We use cookies. Read the Privacy and Cookie Policy

Возрождение

Минин и Пожарский

Итак, созданная Иваном Грозным «вотчинно-ордынская» военная машина после позора Ливонской войны теперь вторично – и на сей раз окончательно – потерпела полное поражение. Однако ситуация теперь была куда хуже, чем тридцать лет назад. На сей раз почти вся страна – по крайней мере, почти все ее историческое ядро в границах до взятия русскими Казани – была оккупирована неприятелями. И снова, как и тридцать и сорок лет назад, страну спасли от полного и еще более страшного разгрома именно те силы, на подавление которых было направлено предыдущее государственное устройство.

Выше я писал: страну спасали три раза. Первый раз – в 1571–1572 гг., второй – в 1581–1582 гг. И вот настало время третьего спасения.

Еще летом 1611 г., когда был жив Прокопий Ляпунов, троицкий архимандрит Дионисий начал рассылать грамоты в Казань, Вятку, Пермь и другие города с призывами собирать новое ополчение и идти выручать Москву. Эти призывы встретили горячий отклик у населения. Начинался новый патриотический подъем, однако его сдерживало отсутствие единого центра.

Вскоре, впрочем, и это препятствие было устранено: Дионисию вторил и патриарх Гермоген, который в своих грамотах (опять-таки распространяемых верными людьми вопреки тюремному заключению его самого) не просто призывал и к созданию единого центра сопротивления, но при этом конкретизировал: борьбу должен возглавить город, который никогда не поддерживал никаких «воров», а именно Нижний Новгород.
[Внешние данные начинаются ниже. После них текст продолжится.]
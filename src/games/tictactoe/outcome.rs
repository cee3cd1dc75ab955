//! Board evaluation from the human player's point of view.

use super::rules::{check_winner, is_draw};
use super::{Board, Mark};
use derive_more::Display;
use serde::{Deserialize, Serialize};
use tracing::instrument;

/// Classification of a board relative to the human's mark.
///
/// Never stored independently of the board; recomputed after every placement.
#[derive(Debug, Clone, Copy, PartialEq, Eq, Hash, Default, Display, Serialize, Deserialize)]
pub enum Outcome {
    /// Game continues.
    #[default]
    #[display("In progress")]
    None,
    /// The human completed a line.
    #[display("Human wins")]
    HumanWin,
    /// The opponent completed a line.
    #[display("Opponent wins")]
    OpponentWin,
    /// Every cell is filled and no line is complete.
    #[display("Draw")]
    Draw,
}

impl Outcome {
    /// Returns true once the game can accept no more moves.
    pub fn is_terminal(self) -> bool {
        !matches!(self, Outcome::None)
    }
}

/// Evaluates `board` for the player holding `human`.
///
/// The first completed line in row, column, diagonal order decides the winner.
/// Boards that could not arise in alternating play are accepted as-is.
#[instrument(skip(board))]
pub fn evaluate(board: &Board, human: Mark) -> Outcome {
    match check_winner(board) {
        Some(mark) if mark == human => Outcome::HumanWin,
        Some(_) => Outcome::OpponentWin,
        None if is_draw(board) => Outcome::Draw,
        None => Outcome::None,
    }
}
Тогда же патриарх своей властью духовного лидера освободил русских людей от присяги Владиславу[660]. Грамоты Гермогена четко делили ополчение на дворянское и казачье, но при этом призывали то и другое ополчение действовать «единомысленно». Примерно в том же духе писал и Дионисий, старавшийся в своих воззваниях не раздражать казаков[661].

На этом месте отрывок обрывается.